The experiments cover binary, multiclass, and multilabel classification, include both crowd and expert annotators, and span English and Arabic. The most distinctive dataset in the paper is a private legal corpus called TAG, built from real requests for legal help and annotated by practicing lawyers. There, disagreement reflects the fact that legal interpretation can vary across specialists with different expertise and experience.

That legal dataset also powers the paper’s most sophisticated evaluation exercise. Rather than assume a metric is good because it looks reasonable mathematically, the authors conduct a meta-evaluation. They ask lawyers to compare the outputs of different training methods pairwise and judge which result is more accurate. From those pairwise judgments, they build a human ranking of the methods. They then ask which automatic metric produces a ranking closest to the human one.

It is a good way to ground a methodological argument in expert judgment. A metric for ambiguous labels should, in some sense, agree with humans about what “better” looks like. On this test, soft micro F1 performs well, which strengthens the case that it is capturing something real.

Meeting a new need

There is a long history of talking about disagreement in labels as if it were a contamination problem. Clean the data, align the annotators, remove the edge cases, and the truth will emerge.
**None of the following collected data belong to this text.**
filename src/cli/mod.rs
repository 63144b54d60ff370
pub mod commands;
pub mod config;
pub mod context;
pub mod error;
pub mod parameters;
pub mod step_model;
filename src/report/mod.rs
pub mod console;
pub mod junit;
pub mod report_model;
But many real world tasks are not like image classification benchmarks from the last decade. They involve interpretation, context, domain expertise, and sometimes genuinely plural answers. AI models built for those settings need training and evaluation regimes that acknowledge that humans do not always converge.
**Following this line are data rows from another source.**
use std::sync::Arc;

use scenario_engine::cli::commands::render_report;
use scenario_engine::report::console::format_console_report;
use scenario_engine::report::junit::{escape_xml, generate_junit_xml};
use scenario_engine::report::report_model::RunSummary;
use scenario_engine::result::result_model::{FeatureInfo, RunResult};
use scenario_engine::result::status::{ExecutionStatus, StatusResolver};
use scenario_engine::runner::config::RunnerConfig;
use scenario_engine::runner::coordinator::RunCoordinator;
use scenario_engine::runner::scenario::Scenario;
use scenario_engine::step::error::StepIgnored;
use scenario_engine::step::step_model::Step;

// ============================================================================
// Helper builders
// ============================================================================

fn mixed_run() -> Arc<RunResult> {
    let coordinator = RunCoordinator::new(
        RunnerConfig::new().with_status_resolver(StatusResolver::with_signals()),
    );

    let invoice = coordinator.feature(FeatureInfo::new("Invoice")).unwrap();
    invoice
        .run_scenario(
            Scenario::new("Receiving invoice")
                .step(
                    Step::new("given", "product {} is stored", || Ok(())).param("product", "desk"),
                )
                .step(Step::new("then", "invoice is sent", || Ok(()))),
        )
        .unwrap();
    invoice
        .run_scenario(
            Scenario::new("Paying <expired> card")
                .step(Step::new("when", "customer pays", || anyhow::bail!("card & pin rejected")))
                .step(Step::new("then", "order is confirmed", || Ok(()))),
        )
        .unwrap();
    invoice.finish();

    let discounts = coordinator
        .feature(FeatureInfo::new("Discounts").with_description("Seasonal offers"))
        .unwrap();
    discounts
        .run_scenario(Scenario::new("Winter code").step(Step::new("when", "code is applied", || {
            Err(StepIgnored::new("disabled").into())
        })))
        .unwrap();
    discounts
        .skip_scenario(
            Scenario::new("Gift wrap").step(Step::new("given", "wrapping", || Ok(()))),
            "not offered yet",
        )
        .unwrap();
    discounts.finish();

    coordinator.finish()
}

fn mixed_summary() -> RunSummary {
    RunSummary::from_run("Acceptance", &mixed_run())
}

// ============================================================================
// 1. Run summary
// ============================================================================

#[test]
fn summary_counts_every_status() {
    let report = mixed_summary();
    assert_eq!(report.suite_name, "Acceptance");
    assert_eq!(report.total, 4);
    assert_eq!(report.passed, 1);
    assert_eq!(report.failed, 1);
    assert_eq!(report.ignored, 1);
    assert_eq!(report.bypassed, 1);
    assert!(!report.all_passed());
    assert_eq!(report.features.len(), 2);
    assert_eq!(report.features[0].status, ExecutionStatus::Failed);
    assert_eq!(report.features[1].status, ExecutionStatus::Ignored);
    assert!(report.duration_ms.is_some());
}

#[test]
fn summary_with_only_ignored_and_bypassed_passes() {
    let coordinator = RunCoordinator::new(RunnerConfig::default());
    let feature = coordinator.feature(FeatureInfo::new("Later")).unwrap();
    feature
        .skip_scenario(Scenario::new("one"), "later")
        .unwrap();
    feature.finish();

    let report = RunSummary::from_run("Later", &coordinator.finish()).with_duration(1234);
    assert!(report.all_passed());
    assert_eq!(report.duration_ms, Some(1234));
}

#[test]
fn empty_run_summary() {
    let report = RunSummary::from_run("Nothing", &RunResult::new());
    assert_eq!(report.total, 0);
    assert!(report.all_passed());
    assert_eq!(report.duration_ms, None);
    assert_eq!(report.scenarios().count(), 0);
}

// ============================================================================
// 2. Console report
// ============================================================================

#[test]
fn console_report_lists_features_and_scenarios() {
    let output = format_console_report(&mixed_summary().with_duration(2500));

    assert!(output.starts_with("=== Test Run: Acceptance ===\n"));
    assert!(output.contains("FEATURE: Invoice\n"));
    assert!(output.contains("\u{2713} PASS      Receiving invoice (2 steps"));
    assert!(output.contains("\u{2717} FAIL      Paying <expired> card (2 steps"));
    assert!(output.contains("[FAILED] Step 1: WHEN customer pays - card & pin rejected"));
    assert!(output.contains("[NOT RUN] Step 2: THEN order is confirmed"));
    assert!(output.contains("\u{25cb} IGNORED   Winter code"));
    assert!(output.contains("- BYPASSED  Gift wrap"));
    assert!(output.contains("[BYPASSED] not offered yet"));
    assert!(output.ends_with(
        "=== Results: 1 passed, 1 failed, 1 ignored, 1 bypassed (4 total) in 2.5s ===\n"
    ));
}

#[test]
fn passing_scenarios_do_not_list_steps() {
    let output = format_console_report(&mixed_summary());
    assert!(!output.contains("product \"desk\" is stored"));
}

// ============================================================================
// 3. JUnit XML
// ============================================================================

#[test]
fn junit_has_one_suite_per_feature() {
    let xml = generate_junit_xml(&mixed_summary());

    assert!(xml.starts_with("<?xml version=\"1.0\" encoding=\"UTF-8\"?>\n"));
    assert!(xml.contains(
        "<testsuites name=\"Acceptance\" tests=\"4\" failures=\"1\" skipped=\"2\""
    ));
    assert!(xml.contains("<testsuite name=\"Invoice\" tests=\"2\" failures=\"1\" skipped=\"0\""));
    assert!(xml.contains("<testsuite name=\"Discounts\" tests=\"2\" failures=\"0\" skipped=\"2\""));
    assert_eq!(xml.matches("<testsuite ").count(), 2);
    assert_eq!(xml.matches("<testcase ").count(), 4);
    assert!(xml.trim_end().ends_with("</testsuites>"));
}

#[test]
fn junit_escapes_and_marks_failures() {
    let xml = generate_junit_xml(&mixed_summary());

    assert!(xml.contains("name=\"Paying &lt;expired&gt; card\""));
    assert!(xml.contains(
        "<failure message=\"Step 1: card &amp; pin rejected\" type=\"StepFailure\">"
    ));
    assert!(xml.contains("<skipped message=\"not offered yet\" />"));
    assert!(xml.contains("<skipped message=\"Step 1: step ignored: disabled\" />"));
}

#[test]
fn escape_xml_handles_all_special_characters() {
    assert_eq!(
        escape_xml("<a href=\"x\">'&'</a>"),
        "&lt;a href=&quot;x&quot;&gt;&apos;&amp;&apos;&lt;/a&gt;"
    );
}

// ============================================================================
// 4. JSON and format selection
// ============================================================================

#[test]
fn json_report_carries_the_result_tree() {
    let json = render_report(&mixed_summary(), "json").unwrap();
    let value: serde_json::Value = serde_json::from_str(&json).unwrap();

    assert_eq!(value["suite_name"], "Acceptance");
    assert_eq!(value["failed"], 1);
    let scenario = &value["features"][0]["scenarios"][1];
    assert_eq!(scenario["status"], "Failed");
    assert_eq!(scenario["steps"][0]["formatted_name"], "WHEN customer pays");
    assert_eq!(scenario["steps"][1]["status"], "NotRun");
}

#[test]
fn unknown_report_format_is_an_error() {
    let err = render_report(&mixed_summary(), "html").unwrap_err();
    assert!(err.to_string().contains("unknown report format 'html'"));
}

#[test]
fn report_file_can_be_written() {
    let dir = tempfile::tempdir().unwrap();
    let path = dir.path().join("report.xml");
    std::fs::write(&path, render_report(&mixed_summary(), "junit").unwrap()).unwrap();

    let content = std::fs::read_to_string(&path).unwrap();
    assert!(content.contains("<testsuites"));
}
Once variation is treated as a signal, every design choice becomes harder. You need to decide whether to train on individual annotations, aggregated distributions, or something more structured, and you need metrics that reward appropriate overlap rather than force crisp matches.
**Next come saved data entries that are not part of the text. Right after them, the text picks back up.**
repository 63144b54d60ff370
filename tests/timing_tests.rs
mod common;

use std::sync::{Arc, Mutex};
use std::thread::sleep;
use std::time::{Duration, Instant};

use chrono::{DateTime, Utc};
use common::runner;
use scenario_engine::result::status::ExecutionStatus;
use scenario_engine::runner::config::RunnerConfig;
use scenario_engine::runner::scenario::Scenario;
use scenario_engine::step::step_model::Step;
use scenario_engine::time::clock::Clock;

const STEP_SLEEP: Duration = Duration::from_millis(50);
const CLOCK_SLACK: Duration = Duration::from_millis(5);

// ============================================================================
// Helper builders
// ============================================================================

/// Clock that only moves when told to.
struct ManualClock {
    wall: DateTime<Utc>,
    mono: Instant,
    offset: Mutex<Duration>,
}

impl ManualClock {
    fn new() -> Arc<Self> {
        Arc::new(ManualClock {
            wall: Utc::now(),
            mono: Instant::now(),
            offset: Mutex::new(Duration::ZERO),
        })
    }

    fn advance(&self, by: Duration) {
        *self.offset.lock().unwrap() += by;
    }
}

impl Clock for ManualClock {
    fn now(&self) -> DateTime<Utc> {
        self.wall + chrono::Duration::from_std(*self.offset.lock().unwrap()).unwrap()
    }

    fn instant(&self) -> Instant {
        self.mono + *self.offset.lock().unwrap()
    }
}

fn sleeping(template: &str) -> Step {
    Step::new("when", template, || {
        sleep(STEP_SLEEP);
        Ok(())
    })
}

// ============================================================================
// 1. Real clock
// ============================================================================

#[test]
fn sleeping_steps_are_timed() {
    let result = runner(RunnerConfig::default())
        .run(
            Scenario::new("Sleepy")
                .step(sleeping("first"))
                .step(sleeping("second"))
                .step(sleeping("third")),
        )
        .unwrap();

    assert_eq!(result.status(), ExecutionStatus::Passed);
    for step in result.steps() {
        let duration = step.execution_time().unwrap().duration();
        assert!(duration >= STEP_SLEEP, "{:?}", duration);
    }

    let total = result.execution_time().unwrap().duration();
    assert!(total >= STEP_SLEEP * 3, "{:?}", total);
}

#[test]
fn step_windows_do_not_overlap_and_fit_inside_the_scenario() {
    let result = runner(RunnerConfig::default())
        .run(
            Scenario::new("Ordered")
                .step(sleeping("first"))
                .step(sleeping("second"))
                .step(sleeping("third")),
        )
        .unwrap();

    let scenario = result.execution_time().unwrap();
    let windows: Vec<_> = result
        .steps()
        .iter()
        .map(|s| *s.execution_time().unwrap())
        .collect();

    // wall-clock starts and monotonic durations may disagree by a hair
    let slack = chrono::Duration::from_std(CLOCK_SLACK).unwrap();
    assert!(scenario.start() <= windows[0].start());
    for pair in windows.windows(2) {
        assert!(pair[0].end() <= pair[1].start() + slack);
    }
    assert!(scenario.end() + slack >= windows[2].end());
}

// ============================================================================
// 2. Injected clock
// ============================================================================

#[test]
fn injected_clock_drives_every_measurement() {
    let clock = ManualClock::new();
    let (c1, c2) = (Arc::clone(&clock), Arc::clone(&clock));

    let result = runner(RunnerConfig::new().with_clock(clock.clone()))
        .run(
            Scenario::new("Manual")
                .step(Step::new("given", "one second", move || {
                    c1.advance(Duration::from_secs(1));
                    Ok(())
                }))
                .step(Step::new("when", "two seconds then failure", move || {
                    c2.advance(Duration::from_secs(2));
                    anyhow::bail!("late")
                }))
                .step(Step::new("then", "never", || Ok(()))),
        )
        .unwrap();

    let steps = result.steps();
    assert_eq!(steps[0].execution_time().unwrap().duration(), Duration::from_secs(1));
    assert_eq!(steps[1].execution_time().unwrap().duration(), Duration::from_secs(2));
    assert!(steps[2].execution_time().is_none());
    assert_eq!(
        steps[1].execution_time().unwrap().start(),
        steps[0].execution_time().unwrap().end()
    );
    assert_eq!(result.execution_time().unwrap().duration(), Duration::from_secs(3));
}

#[test]
fn skipped_scenario_has_zero_duration() {
    let clock = ManualClock::new();
    let result = runner(RunnerConfig::new().with_clock(clock.clone()))
        .skip(
            Scenario::new("Later").step(Step::new("given", "x", || Ok(()))),
            "later",
        )
        .unwrap();
    let time = result.execution_time().unwrap();
    assert_eq!(time.duration(), Duration::ZERO);
    assert_eq!(time.start(), clock.now());
}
The authors acknowledge there are limits to how far the paper’s claims can go. The meta-evaluation is built on a single private multilabel legal dataset, which constrains reproducibility and leaves open the question of whether the same result would hold as strongly in other domains. Still, the paper makes a persuasive case that AI research has spent too long acting as though label certainty were the default state of the world.

If the next generation of language systems is meant to operate in domains shaped by contested judgments, then better models alone will not be enough. We will also need better ways of representing disagreement, training on it, and scoring it. This paper suggests that the path forward may be less about inventing ever more complicated machinery than about taking human variation seriously in the first place.